Six persons yesterday underwent a successful cornea transplant at the Eye Unit of the Korle Bu Teaching Hospital (KBTH) to correct blurriness and restore their vision.
The surgery, which replaced either part or whole cornea of patients with free donated cornea tissues from the United States, was led by DrGeoffrey Tabin, a Professor of Ophthalmology and Global Medicine at the Stanford University, together with a three-member eye specialists team of the hospital.
The about two-hour procedure, each performed in two different batches, involved four males and two females.
It is the third under a partnership between KBTH and the Himalayan Cataract Project (HCP)-Cure Blindness which has the goal of establishing a sustainable eye care infrastructure and reducing blindness in developing countries.
The programme invests in specialised training opportunities for ophthalmic personnel through hospital based programmes, sponsored medical equipment procurement and surgical outreaches across sub-Saharan Africa.
Briefing journalists after the procedure yesterday, Dr Tabin said cornea transplant was common in many advanced countries to reduce prevalence of blindness among the population.
A key element for performing such surgeries, he said, was the availability of “eye banks” where cornea tissues of dead persons were harvested and stored for the process.
“This procedure restores sight to blind people, with eyes donated by people who recently passed away. In the US, we conduct about 45,000 cornea transplants annually, but that is not available across sub-Saharan Africa. Kenya tried establishing one but was not successful.

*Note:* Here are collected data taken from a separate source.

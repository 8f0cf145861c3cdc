use thiserror::Error;

/// Discriminates the failure kinds a caller can branch on without string-matching a message.
#[derive(Debug, Clone, Copy, PartialEq, Eq)]
pub enum ErrorKind {
    Dns,
    Connection,
    Tls,
    Timeout,
    Protocol,
    Proxy,
    InvalidRequest,
    BodyTooLarge,
}

/// Errors that can occur while sending a raw request over the wire.
#[derive(Error, Debug)]
pub enum HttpError {
    #[error("DNS resolution failed: {0}")]
    Dns(String),

    #[error("connection error: {0}")]
    Connection(#[from] std::io::Error),

    #[error("TLS error: {0}")]
    Tls(String),

    #[error("timed out: {0}")]
    Timeout(String),

    #[error("protocol error: {0}")]
    Protocol(String),

    #[error("proxy error: {0}")]
    Proxy(String),

    #[error("invalid request: {0}")]
    InvalidRequest(String),

    #[error("response body exceeded the {limit}-byte memory cap")]
    BodyTooLarge { limit: usize },
}

impl HttpError {
    pub fn kind(&self) -> ErrorKind {
        match self {
            HttpError::Dns(_) => ErrorKind::Dns,
            HttpError::Connection(_) => ErrorKind::Connection,
            HttpError::Tls(_) => ErrorKind::Tls,
            HttpError::Timeout(_) => ErrorKind::Timeout,
            HttpError::Protocol(_) => ErrorKind::Protocol,
            HttpError::Proxy(_) => ErrorKind::Proxy,
            HttpError::InvalidRequest(_) => ErrorKind::InvalidRequest,
            HttpError::BodyTooLarge { .. } => ErrorKind::BodyTooLarge,
        }
    }

    pub fn timeout(op: impl Into<String>) -> Self {
        HttpError::Timeout(op.into())
    }

    pub fn tls(msg: impl Into<String>) -> Self {
        HttpError::Tls(msg.into())
    }

    pub fn proxy(msg: impl Into<String>) -> Self {
        HttpError::Proxy(msg.into())
    }

    pub fn dns(msg: impl Into<String>) -> Self {
        HttpError::Dns(msg.into())
    }
}

pub type Result<T> = std::result::Result<T, HttpError>;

As a result, patients needing this procedure have to travel all the way to India, America and other countries to undergo such surgery and the cost of one tissue is about 2,000 dollars,” he noted.
According to Dr Tabin, a lot of eye blindness among the Ghanaian population could be averted should the country have such infrastructure in place as there were highly skilled and qualified ophthalmologists to perform the procedure.
“There are many great specialists who can perform this surgery and many others under training, but the problem is the absence of the tissue because people do not want to donate the cornea of their loved ones to disturb their bodies in death.
However, lots of people have had their eye through this gift which is the front window to the eye. If people can donate corneas, that can be of great service to many young men and women suffering blindness in the country.
A Consultant Ophthalmologist, Dr Gladys Fordjour, who was part of the team disclosed that the Unit had “a long list of people awaiting cornea surgeries with 30 people booked for the procedure at present.”
She said about nine per cent of blindness recorded in Ghana were due to cornea scars, urging the public to take good care of their eyes as stakeholders take steps at considering the establishment of eye banks.
“Every red eye is an emergency and you should have it checked. If there is a family history of blindness you need to have the eyes checked periodically, at least every two years at age 30 to 40 onwards, and do not put anything into the eye if it has not been prescribed,” she advised.
For his part, the Chief Executive of KBTH, Dr Opoku Ware Ampomah, said a
“Tissue Transplantation Act” in Ghana was needed as soon as possible to allow for the safe harvesting and storage of human organs for transplant activities to save lives.